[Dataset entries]
★ ★ ★
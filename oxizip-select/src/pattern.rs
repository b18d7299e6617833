//! Wildcard name patterns.
//!
//! Only `*` and `?` are special; every other character (including `[` and
//! `]`) is literal. Matching is case-insensitive. A pattern that contains a
//! path separator is matched against the whole path, otherwise against the
//! final path component.

use glob::{MatchOptions, Pattern};
use oxizip_core::error::{OxiZipError, Result};

const MATCH_OPTIONS: MatchOptions = MatchOptions {
    case_sensitive: false,
    require_literal_separator: false,
    require_literal_leading_dot: false,
};

/// A compiled name pattern.
#[derive(Debug, Clone)]
pub struct NamePattern {
    source: String,
    compiled: Pattern,
    whole_path: bool,
}

impl NamePattern {
    /// Compile a wildcard pattern.
    pub fn new(source: &str) -> Result<Self> {
        let unified = source.replace('\\', "/");
        let whole_path = unified.trim_end_matches('/').contains('/');
        let trimmed = unified.trim_end_matches('/');

        let mut escaped = String::with_capacity(trimmed.len());
        for c in trimmed.chars() {
            match c {
                '[' => escaped.push_str("[[]"),
                ']' => escaped.push_str("[]]"),
                _ => escaped.push(c),
            }
        }

        let compiled = Pattern::new(&escaped)
            .map_err(|e| OxiZipError::parse(format!("bad name pattern {source:?}: {e}"), 0))?;

        Ok(Self {
            source: source.to_string(),
            compiled,
            whole_path,
        })
    }

    /// The pattern as written.
    pub fn as_str(&self) -> &str {
        &self.source
    }

    /// Match a forward-slash path (a trailing `/` is ignored).
    pub fn matches(&self, path: &str) -> bool {
        let path = path.trim_end_matches('/');
        if self.whole_path {
            self.compiled.matches_with(path, MATCH_OPTIONS)
        } else {
            let file_name = path.rsplit('/').next().unwrap_or(path);
            self.compiled.matches_with(file_name, MATCH_OPTIONS)
        }
    }
}

#[cfg(test)]
mod tests {
    use super::*;

    #[test]
    fn test_extension() {
        let p = NamePattern::new("*.txt").unwrap();
        assert!(p.matches("readme.txt"));
        assert!(p.matches("docs/README.TXT"));
        assert!(!p.matches("readme.txt.bak"));
    }

    #[test]
    fn test_question_mark() {
        let p = NamePattern::new("file?.bin").unwrap();
        assert!(p.matches("a/file1.bin"));
        assert!(!p.matches("a/file10.bin"));
    }

    #[test]
    fn test_whole_path() {
        let p = NamePattern::new("docs/*.md").unwrap();
        assert!(p.matches("docs/intro.md"));
        assert!(!p.matches("src/intro.md"));

        let p = NamePattern::new("*\\sub\\*").unwrap();
        assert!(p.matches("root/sub/file"));
    }

    #[test]
    fn test_brackets_are_literal() {
        let p = NamePattern::new("[draft]*.doc").unwrap();
        assert!(p.matches("[draft] notes.doc"));
        assert!(!p.matches("d notes.doc"));
    }

    #[test]
    fn test_directory_names() {
        let p = NamePattern::new("Directory1").unwrap();
        assert!(p.matches("Directory1/"));
        assert!(p.matches("parent/directory1/"));
    }
}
★ ★ ★
* Instructions for the task
Copy the records above exactly, from the first line through the line containing "that contains a", and include nothing else.

* Answer to this task
filename oxizip-select/src/pattern.rs
repository b18d7299e6617833
//! Wildcard name patterns.
//!
//! Only `*` and `?` are special; every other character (including `[` and
//! `]`) is literal. Matching is case-insensitive. A pattern that contains a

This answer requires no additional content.